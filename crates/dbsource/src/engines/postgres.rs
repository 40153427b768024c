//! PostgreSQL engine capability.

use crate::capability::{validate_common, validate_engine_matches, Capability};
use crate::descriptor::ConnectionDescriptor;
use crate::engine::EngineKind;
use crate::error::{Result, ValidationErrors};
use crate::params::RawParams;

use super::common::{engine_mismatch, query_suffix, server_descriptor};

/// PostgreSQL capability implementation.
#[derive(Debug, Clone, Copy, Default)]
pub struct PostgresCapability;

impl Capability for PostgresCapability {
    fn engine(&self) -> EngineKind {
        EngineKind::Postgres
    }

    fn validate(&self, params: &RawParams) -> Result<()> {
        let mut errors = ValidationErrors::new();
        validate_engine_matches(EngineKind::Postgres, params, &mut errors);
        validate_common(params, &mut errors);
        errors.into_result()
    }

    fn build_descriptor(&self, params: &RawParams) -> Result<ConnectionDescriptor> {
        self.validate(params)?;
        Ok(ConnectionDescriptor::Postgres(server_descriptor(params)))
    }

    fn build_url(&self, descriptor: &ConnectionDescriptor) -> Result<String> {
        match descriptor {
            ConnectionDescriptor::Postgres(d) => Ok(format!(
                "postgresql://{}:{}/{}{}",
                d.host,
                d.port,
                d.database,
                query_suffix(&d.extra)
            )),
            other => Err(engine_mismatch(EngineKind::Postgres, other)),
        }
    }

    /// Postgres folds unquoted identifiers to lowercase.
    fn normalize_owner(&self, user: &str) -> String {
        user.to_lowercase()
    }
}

**Work request**
From the first line of the data above through the line containing "identifiers to lowercase.", repeat each line exactly, and add nothing.

**Your response**
filename crates/dbsource/src/engines/postgres.rs
repository 40153427b768024c
//! PostgreSQL engine capability.

use crate::capability::{validate_common, validate_engine_matches, Capability};
use crate::descriptor::ConnectionDescriptor;
use crate::engine::EngineKind;
use crate::error::{Result, ValidationErrors};
use crate::params::RawParams;

use super::common::{engine_mismatch, query_suffix, server_descriptor};

/// PostgreSQL capability implementation.
#[derive(Debug, Clone, Copy, Default)]
pub struct PostgresCapability;

impl Capability for PostgresCapability {
    fn engine(&self) -> EngineKind {
        EngineKind::Postgres
    }

    fn validate(&self, params: &RawParams) -> Result<()> {
        let mut errors = ValidationErrors::new();
        validate_engine_matches(EngineKind::Postgres, params, &mut errors);
        validate_common(params, &mut errors);
        errors.into_result()
    }

    fn build_descriptor(&self, params: &RawParams) -> Result<ConnectionDescriptor> {
        self.validate(params)?;
        Ok(ConnectionDescriptor::Postgres(server_descriptor(params)))
    }

    fn build_url(&self, descriptor: &ConnectionDescriptor) -> Result<String> {
        match descriptor {
            ConnectionDescriptor::Postgres(d) => Ok(format!(
                "postgresql://{}:{}/{}{}",
                d.host,
                d.port,
                d.database,
                query_suffix(&d.extra)
            )),
            other => Err(engine_mismatch(EngineKind::Postgres, other)),
        }
    }

    /// Postgres folds unquoted identifiers to lowercase.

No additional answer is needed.